Dead Kids rose from the ashes of Sona Fariq when they spit in 2004 and they're still burning hot. Their pulsating unique recipe of potent conscious and deep rooted lyrics, mixed with the powerful and almost hypnotic guitar and keyboard accompaniment, is one which shouldn't be missed. Their industrially post-apocalyptic sound is grimy, ominous and enthrallingly addictive.

Contactmusic got the chance to catch up with singer Mike at the Secret Garden Party.

Contactmusic: So what you guys doing at the moment?

Dead kids: We've just finished our tour, released a limited edition single and this is like our summery jaunt. Then we're releasing a new single 'Fear in fluoride' in October, a few people have asked us if they can remix it for us too and no one's asked for money, so that's inspired me to keep asking more and more people to do it, cos no one's asking for a fee.

CM: So until they start asking for money, is that when you stop asking?

DK: Yeah but I've realised that people only ask for money for something when your people approach their people, but if you approach someone directly.. But it makes you realise that this whole music industry is filled with hangers on, you know people who hang around in your changing room and basically..

[NB The following section is not an excerpt from Eastenders but the documenting of a 'situation' that arose during the interview when a real life 'Hanger on-er' took offence to what Mike was saying about people like him. Enjoy.]

[Hanger On] Don't take the p**s.
DK: I'm not taking the p**s.
[Hanger On] I'm serious mate; don't take the p**s with me.
[Hanger On] Alright! Don't take the f**king p**s.
DK: Is that a warning?
[Hanger On] Yeah it is a warning, don't take the p**s.
DK: A direct one?
[Hanger On] Yeah.
DK: There's no need to get violent.
[Hanger On] But you're taking the p**s, aren't ya?
DK: I'm definitely taking the p**s.
[Hanger On] You asked us if you could use the dressing room, we said we don't mind. So don't stand there and take the p**s.
DK: I'm not standing I'm sitting here taking the p**s.
[Hanger On] What's the point in being arsey?
DK: I'm not being arsey. I'm talking about the problems in the music industry.
[Hanger On] Exactly and it's that kind of attitude that's the problem.
DK: I'm sorry it's me now is it? It's my fault.

CM: SO moving on to your music, where you finding ideas from generally?

DK: Generally? I dunno if I was to really say what I feel, I think I might sound like a really bad Hip-Hop artist from New York.

CM: Go for it.

DK: Yeah.. NO I refuse. [Laughs]

CM: As you've got tracks which talk about 'conspiracy in the water'.

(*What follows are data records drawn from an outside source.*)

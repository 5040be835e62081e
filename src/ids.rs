use serde::{Deserialize, Deserializer, Serialize, Serializer};
use std::fmt::{Display, Formatter};
use std::str::FromStr;

/// Strongly typed request identifier backed by ULID.
///
/// Generated per dispatch and threaded through the structured logs so a
/// single request can be correlated across dispatcher and handler output.
#[derive(Clone, Copy, Eq, PartialEq, Hash, Debug)]
pub struct RequestId(pub ulid::Ulid);

impl RequestId {
    #[must_use]
    pub fn new() -> Self {
        Self(ulid::Ulid::new())
    }

    #[must_use]
    pub fn from_ulid(id: ulid::Ulid) -> Self {
        Self(id)
    }
}

impl Default for RequestId {
    fn default() -> Self {
        Self::new()
    }
}

impl Display for RequestId {
    fn fmt(&self, f: &mut Formatter<'_>) -> std::fmt::Result {
        write!(f, "{}", self.0)
    }
}

impl FromStr for RequestId {
    type Err = ulid::DecodeError;

    fn from_str(s: &str) -> Result<Self, Self::Err> {
        let id = ulid::Ulid::from_string(s)?;
        Ok(RequestId(id))
    }
}

impl Serialize for RequestId {
    fn serialize<S: Serializer>(&self, serializer: S) -> Result<S::Ok, S::Error> {
        serializer.serialize_str(&self.to_string())
    }
}

impl<'de> Deserialize<'de> for RequestId {
    fn deserialize<D: Deserializer<'de>>(deserializer: D) -> Result<Self, D::Error> {
        let s = String::deserialize(deserializer)?;
        s.parse::<RequestId>()
            .map_err(|_| serde::de::Error::custom("invalid request id"))
    }
}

DK: 'Fear in Fluoride' is a joke. Thing is that people take it on face value.

Fear in fluoride is about me going on about the fact that the government is poisoning our water with fluoride to make us all control zombies. But at the same time it's meant to be a deluded paranoid outlook of a writer. Basically it's a song about questioning authority. It's about questioning anything that is supposedly accepted.

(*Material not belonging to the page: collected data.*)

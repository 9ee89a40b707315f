// SPDX-License-Identifier: MIT

//! Workflow state threaded through every step of a run.

use crate::llm::{Message, Role, ToolCall};
use serde::{Deserialize, Serialize};

/// The single record a workflow run owns: an append-only conversation log
/// plus the scratch fields the step functions read and write. Scratch fields
/// are enumerated explicitly per workflow variant; a variant simply leaves
/// the fields it does not use as `None`.
#[derive(Debug, Clone, Default, PartialEq, Serialize, Deserialize)]
pub struct WorkflowState {
    pub messages: Vec<Message>,

    // equity-research scratch fields
    pub company_code: Option<String>,
    pub sector_code: Option<String>,
    pub report_type: Option<String>,
    pub draft_report: Option<String>,
    pub feedback: Option<String>,
    pub final_report: Option<String>,
    pub iterations: u32,
}

impl WorkflowState {
    /// Fresh state seeded with a single user message.
    pub fn from_user_message(text: impl Into<String>) -> Self {
        Self {
            messages: vec![Message::user(text)],
            ..Default::default()
        }
    }

    pub fn last_message(&self) -> Option<&Message> {
        self.messages.last()
    }

    /// Tool invocations pending on the latest message, if it is an assistant
    /// message. Anything else means no invocation is pending.
    pub fn pending_tool_calls(&self) -> &[ToolCall] {
        match self.messages.last() {
            Some(msg) if msg.role == Role::Assistant => &msg.tool_calls,
            _ => &[],
        }
    }

    /// Content of the most recent assistant message with non-empty text.
    pub fn last_assistant_text(&self) -> Option<&str> {
        self.messages
            .iter()
            .rev()
            .find(|m| m.role == Role::Assistant && !m.content.is_empty())
            .map(|m| m.content.as_str())
    }

    /// Content of the most recent user message.
    pub fn last_user_text(&self) -> Option<&str> {
        self.messages
            .iter()
            .rev()
            .find(|m| m.role == Role::User)
            .map(|m| m.content.as_str())
    }

    /// Merge a partial update: new messages are appended in order, scratch
    /// fields are overwritten by key where the update carries a value.
    pub fn apply(&mut self, update: StateUpdate) {
        self.messages.extend(update.messages);
        if let Some(v) = update.company_code {
            self.company_code = Some(v);
        }
        if let Some(v) = update.sector_code {
            self.sector_code = Some(v);
        }
        if let Some(v) = update.report_type {
            self.report_type = Some(v);
        }
        if let Some(v) = update.draft_report {
            self.draft_report = Some(v);
        }
        if let Some(v) = update.feedback {
            self.feedback = Some(v);
        }
        if let Some(v) = update.final_report {
            self.final_report = Some(v);
        }
        if let Some(v) = update.iterations {
            self.iterations = v;
        }
    }
}

/// Partial-state update produced by one step execution.
#[derive(Debug, Clone, Default)]
pub struct StateUpdate {
    pub messages: Vec<Message>,
    pub company_code: Option<String>,
    pub sector_code: Option<String>,
    pub report_type: Option<String>,
    pub draft_report: Option<String>,
    pub feedback: Option<String>,
    pub final_report: Option<String>,
    pub iterations: Option<u32>,
}

impl StateUpdate {
    pub fn new() -> Self {
        Self::default()
    }

    pub fn append(mut self, message: Message) -> Self {
        self.messages.push(message);
        self
    }

    pub fn draft_report(mut self, draft: impl Into<String>) -> Self {
        self.draft_report = Some(draft.into());
        self
    }

    pub fn feedback(mut self, feedback: impl Into<String>) -> Self {
        self.feedback = Some(feedback.into());
        self
    }

    pub fn final_report(mut self, report: impl Into<String>) -> Self {
        self.final_report = Some(report.into());
        self
    }

    pub fn iterations(mut self, iterations: u32) -> Self {
        self.iterations = Some(iterations);
        self
    }
}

I mean people always go on about punk rock and all those things but basically it's about questioning authority and I don't think enough people do it. It's like if you're drinking water out the tap willy-nilly without thinking. I think that's the most basic example of people conforming. But everyone does it; we drink it, we taste it, we suck it, we take it into our system and we ingest it and we accept it for what it is and no one would ever question it and that's what 'Fear in Fluoride is about. It's about the fear that all of sudden, that hold on a minute - authority might not be on your side. That maybe they've got a hidden agenda and maybe there is no f**king hidden agenda, maybe it's just your deluded paranoid drug addled mind.

So that's what it is, I'm not standing up and saying it's a political statement. It's just about questioning authority and that should apply to every single human being, within every single level of their lives.

CM: So what's the process with the songs? Say with 'Fear in Fluoride' did you write the music first and then the lyrics? Or did you intentionally start with this idea for the track?

DK: I had an idea for lyrics and I went round to George's house who plays keys and we sat around and listened to some lyrics and some records and we just started knocking some stuff out on the keyboard, then our drummer programmed in the drums and we took it in to a room. It's not very interesting. Me and George write the songs and we take them into a room and flesh 'em out.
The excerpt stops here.